This study provides evidence that an fMRI measure of hippocampal activation represents a quantitative imaging biomarker that predicts the degree to which individuals with MCI will demonstrate future cognitive decline, as well as the approximate rate of decline over the ensuing 6 years. Hippocampal activation is predictive of decline even after controlling for the degree of cognitive impairment at the time of scanning, age, education, gender, APOE status and hippocampal volume. As some individuals who declined were ultimately diagnosed clinically with probable AD, this finding suggests that relatively greater physiological activity of the hippocampal formation during memory task performance is present early in the course of prodromal AD, when symptoms are clinically detectable but mild enough that individuals are not considered to be demented.
Within this sample of MCI subjects, because relatively greater hippocampal activation precedes a relatively steeper slope of cognitive decline, we hypothesise that hippocampal hyperactivation may represent an attempted compensatory response to accumulating neurodegenerative pathology,10 20 22
such as synaptic dysfunction.9
Regardless of the mechanism, however, the observation that this physiological imaging biomarker predicts not only the likelihood of decline but also the relative degree and rate of decline suggests that it has utility for identifying individuals with MCI at highest risk of imminent cognitive decline, which would be valuable for a variety of types of studies, including clinical trials of putative disease modifying therapeutic agents.
The individuals with MCI in this study were volunteers from the community who participated in our longitudinal study of memory and aging.

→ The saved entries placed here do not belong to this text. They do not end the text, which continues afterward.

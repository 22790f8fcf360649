//! Round transition rule
//!
//! Decides, before a vote is written, whether that vote closes the round.
//!
//! The check runs against the number of ledger rows already in the round,
//! before the new vote is inserted: the vote closes the round exactly when
//! one row was missing. A round that already holds `team_size` rows (a
//! repeated or late vote) is not advanced again by further votes.

use crate::core::error::DomainError;
use crate::estimation::TaskId;

/// What to do with an incoming vote
#[derive(Debug, Clone, Copy, PartialEq, Eq)]
pub enum VoteTransition {
    /// Append the vote, the round stays open
    Record,
    /// Append the vote, then move the story to the next round
    RecordAndAdvance,
}

impl VoteTransition {
    /// Plan the transition for a vote on a story of `task`.
    ///
    /// `prior_votes` counts the ledger rows of the story's current round
    /// before this vote, repeats included.
    pub fn plan(task: TaskId, prior_votes: usize, team_size: usize) -> Result<Self, DomainError> {
        if team_size == 0 {
            return Err(DomainError::EmptyTeam(task));
        }

        if prior_votes == team_size - 1 {
            Ok(VoteTransition::RecordAndAdvance)
        } else {
            Ok(VoteTransition::Record)
        }
    }

    pub fn advances(&self) -> bool {
        matches!(self, VoteTransition::RecordAndAdvance)
    }
}

#[cfg(test)]
mod tests {
    use super::*;

    const TASK: TaskId = TaskId::new(1);

    #[test]
    fn test_last_missing_vote_advances() {
        assert_eq!(
            VoteTransition::plan(TASK, 2, 3).unwrap(),
            VoteTransition::RecordAndAdvance
        );
    }

    #[test]
    fn test_earlier_votes_only_record() {
        assert_eq!(VoteTransition::plan(TASK, 0, 3).unwrap(), VoteTransition::Record);
        assert_eq!(VoteTransition::plan(TASK, 1, 3).unwrap(), VoteTransition::Record);
    }

    #[test]
    fn test_full_round_does_not_advance_again() {
        assert_eq!(VoteTransition::plan(TASK, 3, 3).unwrap(), VoteTransition::Record);
        assert_eq!(VoteTransition::plan(TASK, 4, 3).unwrap(), VoteTransition::Record);
    }

    #[test]
    fn test_single_member_team_advances_immediately() {
        assert!(VoteTransition::plan(TASK, 0, 1).unwrap().advances());
    }

    #[test]
    fn test_empty_team_is_invalid_state() {
        assert_eq!(
            VoteTransition::plan(TASK, 0, 0),
            Err(DomainError::EmptyTeam(TASK))
        );
    }
}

Based on a detailed clinical evaluation at the time of scanning, all of the individuals in this study were judged clinically to have been exhibiting mild symptoms of cognitive impairment in daily life, representing a change from their own previous baseline (CDR rating 0.5). Specific neuropsychological performance cut-off scores were not used to make this determination, but memory performance in this group, on the whole, was below the performance of participants in our sample who are considered clinically normal (CDR rating 0). In our cohort and other cohorts, mildly impaired groups defined on this basis are at greater risk of future cognitive decline than groups of normal individuals.11 16 33-35
As our approach to assessment enables a semi-quantitative (ordinal) grading of the degree of impairment within MCI,11
this can also be applied to grade the degree of worsening of cognitive symptoms over time. The use of change in CDR-SB as an outcome measure enables progression of cognitive symptoms to be graded, regardless of whether individuals “cross the threshold” to dementia. Recent data demonstrating that AD neuropathology correlates with subtle memory impairment in otherwise normal individuals has led some investigators to call for more widespread use of methods to grade subtle cognitive change rather than only conversion to a more impaired diagnostic category.36-38
In this study, hippocampal activation predicted the degree and rate of cognitive decline, even after controlling for other relevant measures (age, baseline degree of impairment, education, gender, APOE status and hippocampal volume).

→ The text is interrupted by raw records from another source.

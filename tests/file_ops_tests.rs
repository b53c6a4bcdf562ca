//! End-to-end file operation flows against a temporary workspace.

use tempfile::TempDir;
use workroom::WorkspaceRoot;
use workroom::edit::{delete_path, edit_file, move_path, write_file};
use workroom::traverse::{glob_files, list_directory};
use workroom::view::{ViewOptions, read_file};

fn workspace() -> (TempDir, WorkspaceRoot) {
    let dir = TempDir::new().unwrap();
    let root = WorkspaceRoot::new(dir.path()).unwrap();
    (dir, root)
}

#[test]
fn write_read_edit_round_trip() {
    let (_dir, root) = workspace();
    write_file(&root, "src/app.py", "def main():\n    pass\n").unwrap();

    let out = read_file(&root, "src/app.py", &ViewOptions::default()).unwrap();
    assert_eq!(
        out,
        "     1\u{2192}def main():\n     2\u{2192}    pass\n"
    );

    edit_file(&root, "src/app.py", "pass", "return 0", false).unwrap();
    let out = read_file(&root, "src/app.py", &ViewOptions {
        offset: 2,
        limit: 1,
    })
    .unwrap();
    assert_eq!(out, "     2\u{2192}    return 0\n");
}

#[test]
fn glob_and_ls_see_written_files() {
    let (_dir, root) = workspace();
    write_file(&root, "a.py", "x = 1\n").unwrap();
    write_file(&root, "lib/b.py", "y = 2\n").unwrap();
    write_file(&root, "lib/c.txt", "notes\n").unwrap();

    let mut files = glob_files(&root, "**/*.py", "").unwrap();
    files.sort_unstable();
    assert_eq!(files, vec!["a.py", "lib/b.py"]);

    let listing = list_directory(&root, "lib").unwrap();
    let names: Vec<&str> = listing.entries.iter().map(|e| e.name.as_str()).collect();
    assert_eq!(names, vec!["b.py", "c.txt"]);
}

#[test]
fn move_then_delete_cleans_up() {
    let (dir, root) = workspace();
    write_file(&root, "scratch.txt", "tmp\n").unwrap();
    move_path(&root, "scratch.txt", "archive/kept.txt").unwrap();
    assert!(dir.path().join("archive/kept.txt").is_file());

    delete_path(&root, "archive").unwrap();
    assert!(!dir.path().join("archive").exists());
}

#[test]
fn every_operation_rejects_escaping_paths() {
    let (_dir, root) = workspace();
    write_file(&root, "inside.txt", "x\n").unwrap();

    let escape = "../../etc/passwd";
    assert_eq!(
        read_file(&root, escape, &ViewOptions::default())
            .unwrap_err()
            .kind(),
        "out_of_bounds_path"
    );
    assert_eq!(
        write_file(&root, escape, "no").unwrap_err().kind(),
        "out_of_bounds_path"
    );
    assert_eq!(
        edit_file(&root, escape, "a", "b", false).unwrap_err().kind(),
        "out_of_bounds_path"
    );
    assert_eq!(
        delete_path(&root, escape).unwrap_err().kind(),
        "out_of_bounds_path"
    );
    assert_eq!(
        move_path(&root, "inside.txt", escape).unwrap_err().kind(),
        "out_of_bounds_path"
    );
    assert_eq!(
        glob_files(&root, "*", "..").unwrap_err().kind(),
        "out_of_bounds_path"
    );
    assert_eq!(
        list_directory(&root, "..").unwrap_err().kind(),
        "out_of_bounds_path"
    );
}

#[test]
fn absolute_looking_paths_stay_inside_the_workspace() {
    let (dir, root) = workspace();
    write_file(&root, "/etc/hosts", "127.0.0.1 localhost\n").unwrap();
    assert!(dir.path().join("etc/hosts").is_file());

    let out = read_file(&root, "/etc/hosts", &ViewOptions::default()).unwrap();
    assert!(out.contains("127.0.0.1 localhost"));
}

The limitations of this study include the relatively small sample size and the specific characteristics of the participants that reduce generalisability. These individuals, along with a relative or close friend (informant), volunteer from the community for a memory study that involves annual assessments. As such, they may be more attuned than the average person to subtle changes in memory function in daily life. In addition, this sample is relatively well educated. Some of the findings in this sample may relate to education, cognitive reserve or similar factors, which we have not directly investigated.

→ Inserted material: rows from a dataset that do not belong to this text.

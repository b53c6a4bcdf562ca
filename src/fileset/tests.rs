//! Tests for candidate file collection.

use super::*;
use std::fs::{self, File};
use std::time::{Duration, SystemTime};
use tempfile::TempDir;

fn fixture() -> TempDir {
    let dir = TempDir::new().unwrap();
    fs::create_dir_all(dir.path().join("nested/deep")).unwrap();
    for name in [
        "one.txt",
        "two.rs",
        "nested/three.txt",
        "nested/deep/four.rs",
        ".hidden.txt",
    ] {
        fs::write(dir.path().join(name), "content\n").unwrap();
    }
    dir
}

#[test]
fn empty_filter_collects_every_file_at_any_depth() {
    let dir = fixture();
    let files = collect_files(dir.path(), "").unwrap();
    assert_eq!(files.len(), 5);
    assert!(files.iter().all(|p| p.is_file()));
}

#[test]
fn hidden_files_are_included() {
    let dir = fixture();
    let files = collect_files(dir.path(), "").unwrap();
    assert!(
        files
            .iter()
            .any(|p| p.file_name().unwrap() == ".hidden.txt")
    );
}

#[test]
fn star_does_not_cross_directories() {
    let dir = fixture();
    let files = collect_files(dir.path(), "*.txt").unwrap();
    let names: Vec<_> = files
        .iter()
        .map(|p| p.strip_prefix(dir.path()).unwrap().to_path_buf())
        .collect();
    assert!(names.contains(&"one.txt".into()));
    assert!(!names.iter().any(|p| p.starts_with("nested")));
}

#[test]
fn recursive_glob_filters_by_extension() {
    let dir = fixture();
    let files = collect_files(dir.path(), "**/*.rs").unwrap();
    assert_eq!(files.len(), 2);
    assert!(
        files
            .iter()
            .all(|p| p.extension().unwrap_or_default() == "rs")
    );
}

#[test]
fn directories_are_never_candidates() {
    let dir = fixture();
    let files = collect_files(dir.path(), "**/*").unwrap();
    assert!(!files.iter().any(|p| p.ends_with("nested")));
}

#[test]
fn newest_modification_time_comes_first() {
    let dir = TempDir::new().unwrap();
    let old = dir.path().join("old.txt");
    let new = dir.path().join("new.txt");
    fs::write(&old, "old").unwrap();
    fs::write(&new, "new").unwrap();

    let base = SystemTime::now() - Duration::from_secs(3600);
    File::options()
        .write(true)
        .open(&old)
        .unwrap()
        .set_modified(base)
        .unwrap();
    File::options()
        .write(true)
        .open(&new)
        .unwrap()
        .set_modified(base + Duration::from_secs(60))
        .unwrap();

    let files = collect_files(dir.path(), "").unwrap();
    assert_eq!(files, vec![new, old]);
}

#[test]
fn malformed_glob_is_rejected() {
    let dir = fixture();
    let err = collect_files(dir.path(), "a{b").unwrap_err();
    assert_eq!(err.kind(), "invalid_pattern");
}

#[test]
fn missing_base_yields_an_empty_list() {
    let dir = TempDir::new().unwrap();
    let files = collect_files(&dir.path().join("gone"), "").unwrap();
    assert!(files.is_empty());
}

As disease modifying therapies for AD enter clinical trials, it will be valuable to develop and test biomarkers that can identify non-demented individuals in whom AD neuropathology may be present (eg, with imaging tracers such as amyloid-positron emission tomography) along with biomarkers that can predict a high risk for imminent cognitive decline.39
Biomarkers that can predict which individuals are likely to experience the greatest degree or rate of cognitive decline may enable these individuals to be targeted more aggressively for clinical trials of agents to try to slow or prevent this disabling progression of symptoms.